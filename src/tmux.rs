use crate::instance::{EnvMap, Instance};
use crate::limits::DEFAULT_NOFILE_TARGET;
use crate::shell::{Fragment, ShellScript};
use crate::LaunchError;
use dialoguer::Input;
use log::{debug, info};
use std::env;
use std::fs;
use std::io::{self, BufRead, IsTerminal};
use std::path::{Path, PathBuf};
use std::process::{Command, Stdio};

pub const SESSION_WIDTH: u16 = 120;
pub const SESSION_HEIGHT: u16 = 30;
pub const HISTORY_LIMIT: &str = "999999";

#[derive(Debug, Clone)]
pub struct CommandOutput {
    pub status_code: i32,
    pub stdout: Vec<u8>,
    pub stderr: Vec<u8>,
}

impl CommandOutput {
    pub fn success(&self) -> bool {
        self.status_code == 0
    }
}

pub trait TmuxRunner {
    fn run(&self, args: &[String]) -> Result<CommandOutput, io::Error>;
}

#[derive(Debug)]
pub struct RealTmuxRunner {
    program: PathBuf,
}

impl RealTmuxRunner {
    /// Uses `KVLAUNCH_TMUX` when set, otherwise the first `tmux` on PATH.
    pub fn locate() -> Result<Self, LaunchError> {
        if let Ok(path) = env::var("KVLAUNCH_TMUX") {
            if !path.trim().is_empty() {
                return Ok(Self {
                    program: PathBuf::from(path),
                });
            }
        }
        let program = which::which("tmux")
            .map_err(|err| LaunchError::Process(format!("tmux not found on PATH: {err}")))?;
        Ok(Self { program })
    }

    pub fn program(&self) -> &Path {
        &self.program
    }
}

impl TmuxRunner for RealTmuxRunner {
    fn run(&self, args: &[String]) -> Result<CommandOutput, io::Error> {
        let output = Command::new(&self.program)
            .args(args)
            .stdin(Stdio::null())
            .output()?;
        let status_code = output
            .status
            .code()
            .unwrap_or(if output.status.success() { 0 } else { 1 });
        Ok(CommandOutput {
            status_code,
            stdout: output.stdout,
            stderr: output.stderr,
        })
    }
}

/// The handful of tmux operations the launcher needs, on top of a runner.
pub struct Tmux<'a> {
    runner: &'a dyn TmuxRunner,
}

impl<'a> Tmux<'a> {
    pub fn new(runner: &'a dyn TmuxRunner) -> Self {
        Self { runner }
    }

    fn invoke(&self, args: &[&str]) -> Result<CommandOutput, LaunchError> {
        let args: Vec<String> = args.iter().map(|s| s.to_string()).collect();
        self.runner
            .run(&args)
            .map_err(|err| LaunchError::Process(format!("failed to run tmux: {err}")))
    }

    fn invoke_checked(&self, args: &[&str]) -> Result<(), LaunchError> {
        let output = self.invoke(args)?;
        if output.success() {
            return Ok(());
        }
        let stderr = String::from_utf8_lossy(&output.stderr).trim().to_string();
        let mut message = format!(
            "tmux {} failed with status {}",
            args.first().copied().unwrap_or_default(),
            output.status_code
        );
        if !stderr.is_empty() {
            message = format!("{message}: {stderr}");
        }
        Err(LaunchError::Process(message))
    }

    /// A non-zero exit means the session is absent; only a failure to run
    /// tmux at all is an error.
    pub fn has_session(&self, session: &str) -> Result<bool, LaunchError> {
        Ok(self.invoke(&["has-session", "-t", &exact_session(session)])?.success())
    }

    pub fn kill_session(&self, session: &str) -> Result<(), LaunchError> {
        self.invoke_checked(&["kill-session", "-t", &exact_session(session)])
    }

    pub fn new_session(&self, session: &str, width: u16, height: u16) -> Result<(), LaunchError> {
        let width = width.to_string();
        let height = height.to_string();
        self.invoke_checked(&["new-session", "-d", "-s", session, "-x", &width, "-y", &height])
    }

    pub fn set_option(&self, session: &str, option: &str, value: &str) -> Result<(), LaunchError> {
        self.invoke_checked(&["set-option", "-t", &session_window(session, ""), option, value])
    }

    /// Creates the window at the session's lowest free index.
    pub fn new_window(&self, session: &str, window: &str, body: &str) -> Result<(), LaunchError> {
        let target = session_window(session, "");
        self.invoke_checked(&["new-window", "-t", &target, "-n", window, "bash", "-c", body])
    }

    pub fn kill_window(&self, session: &str, index: u32) -> Result<(), LaunchError> {
        self.invoke_checked(&["kill-window", "-t", &session_window(session, &index.to_string())])
    }
}

/// `=name` only matches a session called exactly `name`; a bare name would
/// also match `name-2` by prefix.
fn exact_session(session: &str) -> String {
    format!("={session}")
}

fn session_window(session: &str, window: &str) -> String {
    format!("={session}:{window}")
}

#[derive(Debug, Clone, Copy, PartialEq, Eq)]
pub enum CollisionDecision {
    Restart,
    Skip,
}

/// Decides what to do when the target session already exists.
pub trait CollisionResolver {
    fn resolve_collision(&self, session: &str) -> Result<CollisionDecision, LaunchError>;
}

/// Asks the operator on the controlling terminal, or reads one line from
/// stdin when there is no terminal. Only `y`/`Y` restarts.
#[derive(Debug, Default)]
pub struct PromptResolver;

impl CollisionResolver for PromptResolver {
    fn resolve_collision(&self, session: &str) -> Result<CollisionDecision, LaunchError> {
        let prompt = format!("Tmux session '{session}' already exists. Kill it and restart? (y/N)");
        let answer = if io::stdin().is_terminal() {
            Input::<String>::new()
                .with_prompt(prompt)
                .allow_empty(true)
                .interact_text()?
        } else {
            eprint!("{prompt}: ");
            let mut line = String::new();
            io::stdin().lock().read_line(&mut line)?;
            line
        };
        Ok(parse_answer(&answer))
    }
}

/// Always restarts; backs `--yes`.
#[derive(Debug, Default)]
pub struct AssumeYes;

impl CollisionResolver for AssumeYes {
    fn resolve_collision(&self, _session: &str) -> Result<CollisionDecision, LaunchError> {
        Ok(CollisionDecision::Restart)
    }
}

fn parse_answer(answer: &str) -> CollisionDecision {
    if answer.trim().eq_ignore_ascii_case("y") {
        CollisionDecision::Restart
    } else {
        CollisionDecision::Skip
    }
}

/// Makes sure a detached session named `session` exists.
///
/// Returns `false` when the session already existed and the resolver chose
/// to leave it alone.
pub fn ensure_session(
    tmux: &Tmux,
    resolver: &dyn CollisionResolver,
    session: &str,
) -> Result<bool, LaunchError> {
    if tmux.has_session(session)? {
        match resolver.resolve_collision(session)? {
            CollisionDecision::Restart => {
                info!("Killing existing tmux session: {session}");
                tmux.kill_session(session)?;
            }
            CollisionDecision::Skip => {
                info!("Skipping launch for session: {session}");
                return Ok(false);
            }
        }
    }

    tmux.new_session(session, SESSION_WIDTH, SESSION_HEIGHT)?;
    tmux.set_option(session, "history-limit", HISTORY_LIMIT)?;
    tmux.set_option(session, "mouse", "on")?;
    Ok(true)
}

/// Builds the command an instance's pane runs, without the banners.
pub fn compose_command(
    command: &[String],
    env_mod: &EnvMap,
    inst: &Instance,
) -> Result<ShellScript, LaunchError> {
    let mut script = ShellScript::new();
    script.push(Fragment::Ulimit(DEFAULT_NOFILE_TARGET));
    if inst.using_venv {
        if let Some(venv) = inst.venv_path.as_deref() {
            let activate = resolve_venv(venv)?.join("bin").join("activate");
            script.push(Fragment::Source(activate));
        }
    }
    for (key, value) in env_mod.iter() {
        script.push(Fragment::Export {
            key: key.to_string(),
            value: value.to_string(),
        });
    }
    script.push(Fragment::Exec(command.to_vec()));
    Ok(script)
}

/// Wraps a composed command with start/finish banners and a final `read`
/// so the pane stays open after the command exits.
pub fn window_body(window_name: &str, command: ShellScript) -> ShellScript {
    let mut body = ShellScript::new();
    body.push(Fragment::Echo(format!("Starting {window_name}...")))
        .extend(command)
        .push(Fragment::Echo("Press Enter to close...".to_string()))
        .push(Fragment::Read);
    body
}

/// Starts instance windows in a session that `ensure_session` just made
/// ready.
///
/// tmux reuses the lowest free index, so after the placeholder at index 0
/// is gone the next window lands on 0. The placeholder is therefore removed
/// once, right after the first window exists, and never again.
pub struct WindowLauncher<'t, 'a> {
    tmux: &'t Tmux<'a>,
    session: String,
    placeholder_pending: bool,
}

impl<'t, 'a> WindowLauncher<'t, 'a> {
    pub fn new(tmux: &'t Tmux<'a>, session: &str) -> Self {
        Self {
            tmux,
            session: session.to_string(),
            placeholder_pending: true,
        }
    }

    pub fn launch(
        &mut self,
        window_name: &str,
        command: &[String],
        env_mod: &EnvMap,
        inst: &Instance,
    ) -> Result<(), LaunchError> {
        let full_cmd = compose_command(command, env_mod, inst)?;
        debug!("Command for {window_name}: {full_cmd}");
        let body = window_body(window_name, full_cmd);

        self.tmux.new_window(&self.session, window_name, &body.render())?;

        if self.placeholder_pending {
            self.placeholder_pending = false;
            if let Err(err) = self.tmux.kill_window(&self.session, 0) {
                debug!("placeholder window already removed: {err}");
            }
        }
        Ok(())
    }
}

fn resolve_venv(raw: &str) -> Result<PathBuf, LaunchError> {
    let expanded = match raw.strip_prefix("~/") {
        Some(stripped) => match dirs::home_dir() {
            Some(home) => home.join(stripped),
            None => PathBuf::from(raw),
        },
        None if raw == "~" => dirs::home_dir().unwrap_or_else(|| PathBuf::from(raw)),
        None => PathBuf::from(raw),
    };
    let absolute = if expanded.is_absolute() {
        expanded
    } else {
        env::current_dir()?.join(expanded)
    };
    Ok(fs::canonicalize(&absolute).unwrap_or(absolute))
}
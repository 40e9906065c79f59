//! Unbounded multi-producer / multi-consumer FIFO queue
//!
//! A single mutex guards the items and the closed flag; a condition variable
//! wakes consumers blocked in [`ConcurrentQueue::wait_and_pop`] or
//! [`ConcurrentQueue::pop_blocking`].

use std::collections::VecDeque;
use std::sync::{Condvar, Mutex, MutexGuard};

struct QueueState<T> {
    items: VecDeque<T>,
    closed: bool,
}

/// Thread-safe FIFO queue with blocking and non-blocking pop
pub struct ConcurrentQueue<T> {
    state: Mutex<QueueState<T>>,
    available: Condvar,
}

impl<T> Default for ConcurrentQueue<T> {
    fn default() -> Self {
        Self::new()
    }
}

impl<T> ConcurrentQueue<T> {
    pub fn new() -> Self {
        Self {
            state: Mutex::new(QueueState {
                items: VecDeque::new(),
                closed: false,
            }),
            available: Condvar::new(),
        }
    }

    // No user code runs under this lock, so a poisoned guard still holds consistent data.
    fn lock(&self) -> MutexGuard<'_, QueueState<T>> {
        self.state.lock().unwrap_or_else(|poisoned| poisoned.into_inner())
    }

    /// Enqueue an item and wake one waiting consumer
    pub fn push(&self, item: T) {
        let mut state = self.lock();
        state.items.push_back(item);
        drop(state);
        self.available.notify_one();
    }

    /// Pop the front item without blocking
    pub fn try_pop(&self) -> Option<T> {
        self.lock().items.pop_front()
    }

    /// Block until an item is available and return it
    ///
    /// Spurious wakeups are absorbed; this only returns with an actual item.
    pub fn wait_and_pop(&self) -> T {
        let mut state = self.lock();
        loop {
            if let Some(item) = state.items.pop_front() {
                return item;
            }
            state = self
                .available
                .wait(state)
                .unwrap_or_else(|poisoned| poisoned.into_inner());
        }
    }

    /// Block until an item is available or the queue is closed and drained
    ///
    /// Items pushed before `close()` are still handed out; `None` means the
    /// queue is closed and empty.
    pub fn pop_blocking(&self) -> Option<T> {
        let mut state = self.lock();
        loop {
            if let Some(item) = state.items.pop_front() {
                return Some(item);
            }
            if state.closed {
                return None;
            }
            state = self
                .available
                .wait(state)
                .unwrap_or_else(|poisoned| poisoned.into_inner());
        }
    }

    /// Mark the queue closed and wake every blocked consumer
    pub fn close(&self) {
        self.lock().closed = true;
        self.available.notify_all();
    }

    pub fn is_closed(&self) -> bool {
        self.lock().closed
    }

    /// Snapshot; may be stale under concurrent mutation
    pub fn is_empty(&self) -> bool {
        self.lock().items.is_empty()
    }

    /// Snapshot; may be stale under concurrent mutation
    pub fn len(&self) -> usize {
        self.lock().items.len()
    }
}

#[cfg(test)]
mod tests {
    use super::*;
    use std::sync::Arc;
    use std::sync::atomic::{AtomicUsize, Ordering};
    use std::thread;
    use std::time::Duration;

    #[test]
    fn test_push_and_pop_in_order() {
        let queue = ConcurrentQueue::new();
        assert!(queue.is_empty());
        assert_eq!(queue.len(), 0);

        queue.push(1);
        queue.push(2);
        queue.push(3);
        assert!(!queue.is_empty());
        assert_eq!(queue.len(), 3);

        assert_eq!(queue.try_pop(), Some(1));
        assert_eq!(queue.len(), 2);
        assert_eq!(queue.wait_and_pop(), 2);
        assert_eq!(queue.len(), 1);
        assert_eq!(queue.try_pop(), Some(3));
        assert_eq!(queue.try_pop(), None);
    }

    #[test]
    fn test_wait_and_pop_blocks_until_push() {
        let queue = Arc::new(ConcurrentQueue::new());
        let consumer = {
            let queue = queue.clone();
            thread::spawn(move || queue.wait_and_pop())
        };

        thread::sleep(Duration::from_millis(50));
        assert!(!consumer.is_finished());
        queue.push("ready");
        assert_eq!(consumer.join().unwrap(), "ready");
    }

    #[test]
    fn test_concurrent_producers_single_consumer() {
        let queue = Arc::new(ConcurrentQueue::new());
        let sum = Arc::new(AtomicUsize::new(0));

        let producers: Vec<_> = (0..4)
            .map(|i| {
                let queue = queue.clone();
                thread::spawn(move || {
                    for j in 0..100 {
                        queue.push(i * 100 + j);
                    }
                })
            })
            .collect();

        let consumer = {
            let queue = queue.clone();
            let sum = sum.clone();
            thread::spawn(move || {
                for _ in 0..400 {
                    sum.fetch_add(queue.wait_and_pop(), Ordering::Relaxed);
                }
            })
        };

        for producer in producers {
            producer.join().unwrap();
        }
        consumer.join().unwrap();

        let expected: usize = (0..400).sum();
        assert_eq!(sum.load(Ordering::Relaxed), expected);
        assert!(queue.is_empty());
    }

    #[test]
    fn test_close_drains_then_returns_none() {
        let queue = ConcurrentQueue::new();
        queue.push('a');
        queue.close();

        assert!(queue.is_closed());
        assert_eq!(queue.pop_blocking(), Some('a'));
        assert_eq!(queue.pop_blocking(), None);
    }

    #[test]
    fn test_close_wakes_blocked_consumers() {
        let queue: Arc<ConcurrentQueue<u8>> = Arc::new(ConcurrentQueue::new());
        let waiters: Vec<_> = (0..3)
            .map(|_| {
                let queue = queue.clone();
                thread::spawn(move || queue.pop_blocking())
            })
            .collect();

        thread::sleep(Duration::from_millis(20));
        queue.close();

        for waiter in waiters {
            assert_eq!(waiter.join().unwrap(), None);
        }
    }
}
use std::time::Duration;

const UNITS: &[&str] = &["B", "KB", "MB", "GB", "TB"];

/// Human-readable byte count with one decimal, e.g. `1.5 KB`
pub fn format_bytes(bytes: u64) -> String {
    let mut size = bytes as f64;
    let mut unit = 0;

    while size >= 1024.0 && unit < UNITS.len() - 1 {
        size /= 1024.0;
        unit += 1;
    }

    format!("{:.1} {}", size, UNITS[unit])
}

/// `1h 2m 3s`, `2m 3s` or `3s`; sub-second parts are dropped
pub fn format_duration(duration: Duration) -> String {
    let total = duration.as_secs();
    let hours = total / 3600;
    let minutes = (total % 3600) / 60;
    let seconds = total % 60;

    if hours > 0 {
        format!("{hours}h {minutes}m {seconds}s")
    } else if minutes > 0 {
        format!("{minutes}m {seconds}s")
    } else {
        format!("{seconds}s")
    }
}

/// Megabytes per second, zero when no time has passed
pub fn throughput_mbps(bytes: u64, duration: Duration) -> f64 {
    let seconds = duration.as_secs_f64();
    if seconds > 0.0 {
        bytes as f64 / (1024.0 * 1024.0) / seconds
    } else {
        0.0
    }
}
use super::error::TaskError;
use crossbeam::channel::{Receiver, RecvTimeoutError, Sender, bounded};
use std::time::Duration;

/// Outcome carried from a worker to the submitting thread
pub type TaskOutcome<R> = Result<R, TaskError>;

/// One-shot handle to the eventual result of a submitted work item
///
/// The worker resolves it exactly once, with a value or a [`TaskError`].
/// If the work item is dropped without running, the handle resolves to
/// [`TaskError::Abandoned`] instead of blocking forever.
#[derive(Debug)]
pub struct TaskHandle<R> {
    rx: Receiver<TaskOutcome<R>>,
}

/// Sending half kept alongside the work item
#[derive(Debug)]
pub(crate) struct Completer<R> {
    tx: Sender<TaskOutcome<R>>,
}

pub(crate) fn task_channel<R>() -> (Completer<R>, TaskHandle<R>) {
    let (tx, rx) = bounded(1);
    (Completer { tx }, TaskHandle { rx })
}

impl<R> Completer<R> {
    /// Resolve the handle; a handle that was already dropped is ignored
    pub(crate) fn complete(self, outcome: TaskOutcome<R>) {
        let _ = self.tx.send(outcome);
    }
}

impl<R> TaskHandle<R> {
    /// Block until the work item finishes and return its outcome
    pub fn wait(self) -> TaskOutcome<R> {
        self.rx.recv().unwrap_or(Err(TaskError::Abandoned))
    }

    /// Wait up to `timeout` for the outcome
    ///
    /// Consumes the handle when the outcome arrives; on timeout the handle
    /// comes back in `Err` so the caller can keep waiting.
    pub fn wait_timeout(self, timeout: Duration) -> Result<TaskOutcome<R>, Self> {
        match self.rx.recv_timeout(timeout) {
            Ok(outcome) => Ok(outcome),
            Err(RecvTimeoutError::Timeout) => Err(self),
            Err(RecvTimeoutError::Disconnected) => Ok(Err(TaskError::Abandoned)),
        }
    }

    /// Whether an outcome is waiting to be collected
    pub fn is_ready(&self) -> bool {
        !self.rx.is_empty()
    }
}
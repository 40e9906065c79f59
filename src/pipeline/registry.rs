use super::core::ItemProcessor;
use crate::processors::TextProcessor;
use anyhow::Result;
use serde::{Deserialize, Serialize};
use std::path::Path;
use std::sync::Arc;

/// Type tag choosing which step handles a file
#[derive(Debug, Clone, Copy, PartialEq, Eq, Default, Serialize, Deserialize, clap::ValueEnum)]
#[serde(rename_all = "lowercase")]
pub enum ProcessorKind {
    /// Always use the text analyzer
    Text,
    /// Pick by file extension, falling back to text
    #[default]
    Auto,
}

/// Registered processing steps, looked up by name or file extension
pub struct ProcessorRegistry {
    processors: Vec<Arc<dyn ItemProcessor>>,
    fallback: Arc<dyn ItemProcessor>,
}

impl ProcessorRegistry {
    pub fn new(fallback: Arc<dyn ItemProcessor>) -> Self {
        Self {
            processors: vec![fallback.clone()],
            fallback,
        }
    }

    /// Registry with every built-in processor, writing reports to `output_dir`
    pub fn standard(output_dir: &Path, chunk_size: usize) -> Result<Self> {
        let text: Arc<dyn ItemProcessor> = Arc::new(TextProcessor::new(output_dir, chunk_size)?);
        Ok(Self::new(text))
    }

    /// Like [`standard`](Self::standard), with reports laid out like the
    /// directories under `input_root`
    pub fn standard_mirrored(output_dir: &Path, chunk_size: usize, input_root: &Path) -> Result<Self> {
        let text = TextProcessor::new(output_dir, chunk_size)?.with_input_root(input_root);
        Ok(Self::new(Arc::new(text)))
    }

    pub fn register(&mut self, processor: Arc<dyn ItemProcessor>) {
        self.processors.push(processor);
    }

    pub fn by_name(&self, name: &str) -> Option<Arc<dyn ItemProcessor>> {
        self.processors.iter().find(|p| p.name() == name).cloned()
    }

    /// First processor accepting the file's extension, or the fallback
    pub fn for_path(&self, path: &Path) -> Arc<dyn ItemProcessor> {
        let extension = extension_of(path);
        self.processors
            .iter()
            .find(|p| p.can_process(&extension))
            .cloned()
            .unwrap_or_else(|| self.fallback.clone())
    }

    pub fn resolve(&self, kind: ProcessorKind, path: &Path) -> Arc<dyn ItemProcessor> {
        match kind {
            ProcessorKind::Text => self
                .by_name(TextProcessor::NAME)
                .unwrap_or_else(|| self.fallback.clone()),
            ProcessorKind::Auto => self.for_path(path),
        }
    }
}

/// Lowercase extension without the dot; empty when there is none
pub fn extension_of(path: &Path) -> String {
    path.extension()
        .map(|e| e.to_string_lossy().to_lowercase())
        .unwrap_or_default()
}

—————

Task brief ->
Return each line of the listing that holds the string "stripped".

Reply to the task ->
        Some(stripped) => match dirs::home_dir() {
            Some(home) => home.join(stripped),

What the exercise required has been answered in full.